Banks Must Cut Out Innovation Setbacks in Order to Keep Up With Consumer Product Demands | The Fintech Times

Banks Must Cut Out Innovation Setbacks in Order to Keep Up With Consumer Product Demands | The Fintech Times


One hundred and fifty heads of innovation at UK retail and business banks were asked about some of their biggest ongoing struggles to understand customer needs in a new report by SaaScada. There seems to be a divide in what consumers want vs want banking providers think they want.

Data-driven core banking engine, SaaScada reveals in its Boosting Net Interest Margins: Why Banks Must Not Wait To Innovate report, that 76 per cent of banking innovation heads said it was important or critical to increase the number of banking products on offer.
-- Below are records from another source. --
//! Traits for exposing records to the query engine.
//!
//! [`Record`] is the one seam between caller data and the engine: given a
//! field name it returns the field's [`Value`]. It is implemented here for
//! JSON documents and smart pointers, and can be derived with
//! `#[derive(Record)]` for plain structs.

use std::borrow::Cow;
use std::rc::Rc;
use std::sync::Arc;

use crate::value::{Number, Timestamp, Value};

/// Trait for types that can be filtered, sorted and paginated.
///
/// # Derive Usage
///
/// ```
/// use relic_query::Record;
///
/// #[derive(Record)]
/// struct Listing {
///     name: String,
///     price: u32,
///     #[record(skip)]
///     internal_id: u64,
/// }
///
/// let listing = Listing { name: "Forma".into(), price: 12, internal_id: 7 };
/// assert_eq!(listing.field(Listing::NAME).as_str(), Some("Forma"));
/// assert!(listing.field("internal_id").is_undefined());
/// ```
///
/// # Manual Implementation
///
/// ```
/// use relic_query::{Record, Value};
///
/// struct Listing {
///     name: String,
///     price: u32,
/// }
///
/// impl Record for Listing {
///     fn field(&self, name: &str) -> Value<'_> {
///         match name {
///             "name" => Value::from(self.name.as_str()),
///             "price" => Value::from(self.price),
///             _ => Value::Undefined,
///         }
///     }
/// }
/// ```
pub trait Record {
    /// Returns the value of a top-level field, or [`Value::Undefined`] if the
    /// record has no such field.
    fn field(&self, name: &str) -> Value<'_>;
}

impl Record for serde_json::Value {
    fn field(&self, name: &str) -> Value<'_> {
        match self {
            serde_json::Value::Object(map) => map.field(name),
            _ => Value::Undefined,
        }
    }
}

impl Record for serde_json::Map<String, serde_json::Value> {
    fn field(&self, name: &str) -> Value<'_> {
        self.get(name).map(Value::from).unwrap_or(Value::Undefined)
    }
}

impl<T: Record + ?Sized> Record for &T {
    fn field(&self, name: &str) -> Value<'_> {
        (**self).field(name)
    }
}

impl<T: Record + ?Sized> Record for Box<T> {
    fn field(&self, name: &str) -> Value<'_> {
        (**self).field(name)
    }
}

impl<T: Record + ?Sized> Record for Rc<T> {
    fn field(&self, name: &str) -> Value<'_> {
        (**self).field(name)
    }
}

impl<T: Record + ?Sized> Record for Arc<T> {
    fn field(&self, name: &str) -> Value<'_> {
        (**self).field(name)
    }
}

/// Wraps a nested record so dotted paths can descend into it.
pub fn nested<R: Record>(record: &R) -> Value<'_> {
    Value::Record(record)
}

/// Wraps a collection of nested records as an array; dotted paths fan out
/// over its items.
pub fn nested_list<'a, R, I>(records: I) -> Value<'a>
where
    R: Record + 'a,
    I: IntoIterator<Item = &'a R>,
{
    Value::Array(
        records
            .into_iter()
            .map(|record| Value::Record(record))
            .collect(),
    )
}

/// Conversion from a struct field to a [`Value`].
///
/// Used by `#[derive(Record)]` for every field that is not marked `nested`.
pub trait ToValue {
    /// Returns this field's value, borrowing where possible.
    fn to_value(&self) -> Value<'_>;
}

impl ToValue for str {
    fn to_value(&self) -> Value<'_> {
        Value::String(Cow::Borrowed(self))
    }
}

impl ToValue for String {
    fn to_value(&self) -> Value<'_> {
        Value::String(Cow::Borrowed(self.as_str()))
    }
}

impl ToValue for bool {
    fn to_value(&self) -> Value<'_> {
        Value::Bool(*self)
    }
}

impl ToValue for Number {
    fn to_value(&self) -> Value<'_> {
        Value::Number(*self)
    }
}

impl ToValue for Timestamp {
    fn to_value(&self) -> Value<'_> {
        Value::Date(Some(*self))
    }
}

impl<Tz: chrono::TimeZone> ToValue for chrono::DateTime<Tz> {
    fn to_value(&self) -> Value<'_> {
        Value::Date(Some(Timestamp(self.timestamp_millis())))
    }
}

impl ToValue for serde_json::Value {
    fn to_value(&self) -> Value<'_> {
        Value::from(self)
    }
}

impl<T: ToValue> ToValue for Option<T> {
    fn to_value(&self) -> Value<'_> {
        match self {
            Some(inner) => inner.to_value(),
            None => Value::Null,
        }
    }
}

impl<T: ToValue> ToValue for [T] {
    fn to_value(&self) -> Value<'_> {
        Value::Array(self.iter().map(ToValue::to_value).collect())
    }
}

impl<T: ToValue> ToValue for Vec<T> {
    fn to_value(&self) -> Value<'_> {
        self.as_slice().to_value()
    }
}

impl<T: ToValue + ?Sized> ToValue for &T {
    fn to_value(&self) -> Value<'_> {
        (**self).to_value()
    }
}

impl<T: ToValue + ?Sized> ToValue for Box<T> {
    fn to_value(&self) -> Value<'_> {
        (**self).to_value()
    }
}

macro_rules! to_value_number {
    ($($ty:ty),*) => {
        $(
            impl ToValue for $ty {
                fn to_value(&self) -> Value<'_> {
                    Value::Number(Number::from(*self))
                }
            }
        )*
    };
}

to_value_number!(i8, i16, i32, i64, isize, u8, u16, u32, u64, usize, f32, f64);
However, less than one in four customers uses more than one product (23 per cent).

Identifying pain points

Other major struggles identified in the report include an increased pressure to innovate, grow their profitability and increase their share of wallet with existing customers. It shows that as balance sheets grow, banks are under increasing pressure to innovate. Amidst increased interest rates, 70 per cent of banks have seen the total value of their balance sheet grow in the past 12 months. At the same time, 77 per cent say the pressure to innovate has increased over the past 12 months.

Furthermore, it shows banks are struggling to understand their customers’ needs and sell new, relevant products to them. In fact, 90 per cent agree they need to understand customers better to stay ahead of competitors. However, they often fail to follow the data.

Eighty-one per cent agree customers are likely to switch to a bank that aligns with their social values. However, just 22 per cent think they should be considering launching a product focused on sustainable and ethical investments.

Nelson Wootton, CEO and co-founder, SaaScada
Nelson Wootton, CEO and co-founder, SaaScada

Nelson Wootton, CEO and co-founder, SaaScada commented: “Right now, UK banks are under immense pressure to balance the opposing levers of growth and profitability. To increase their net interest margins, banks should tap into the treasure trove of customer data they have access to.

“This data reveals spending habits and challenges, but is currently slipping through banks’ fingers. By getting a handle on their data, banks can better understand customer needs, and launch lucrative and innovative products to address them. If not, they will find themselves left out in the cold.”

Remaining competitive 

The report warns that banks who can’t launch new products at speed to grow profitability will see net interest margins shrink. Seventy-five per cent of respondents agree that to survive, banks need to launch products in months not years. Yet it takes an average of 8.4 months to launch a new product, with nearly half (45 per cent) of banking innovation heads saying by the time they launch new banking products, they are already outdated.

Compounding the issue is the fact the industry continues to be plagued by setbacks. In fact, 51 per cent have experienced delays in launching a new product in the last 12 months, with an average delay of over three months. Delays caused affected respondents to lose out on a total of £51.1million.

Other challenges cited by respondents that had experienced project delays include:

  • Sixty-six per cent say delays wasted time, money, and resources
  • Sixty-six per cent were called in front of the board or leadership to explain the issues
  • Sixty-four per cent had to scrap or delay other projects
  • Fifty-one per cent attracted increased regulatory scrutiny

Wootton continued: “Banks must focus on improving their agility to avoid lengthy, costly product delays. To meet this goal, banks need to assess their core banking systems, and gauge whether these are agile enough to develop new products and services at pace. Lastly, truly cloud-native core banking platforms are the only way banks can bake insights and flexibility into their product offerings. Without this capability, banks will fall behind the competition and fail to keep up with soaring customer expectations.”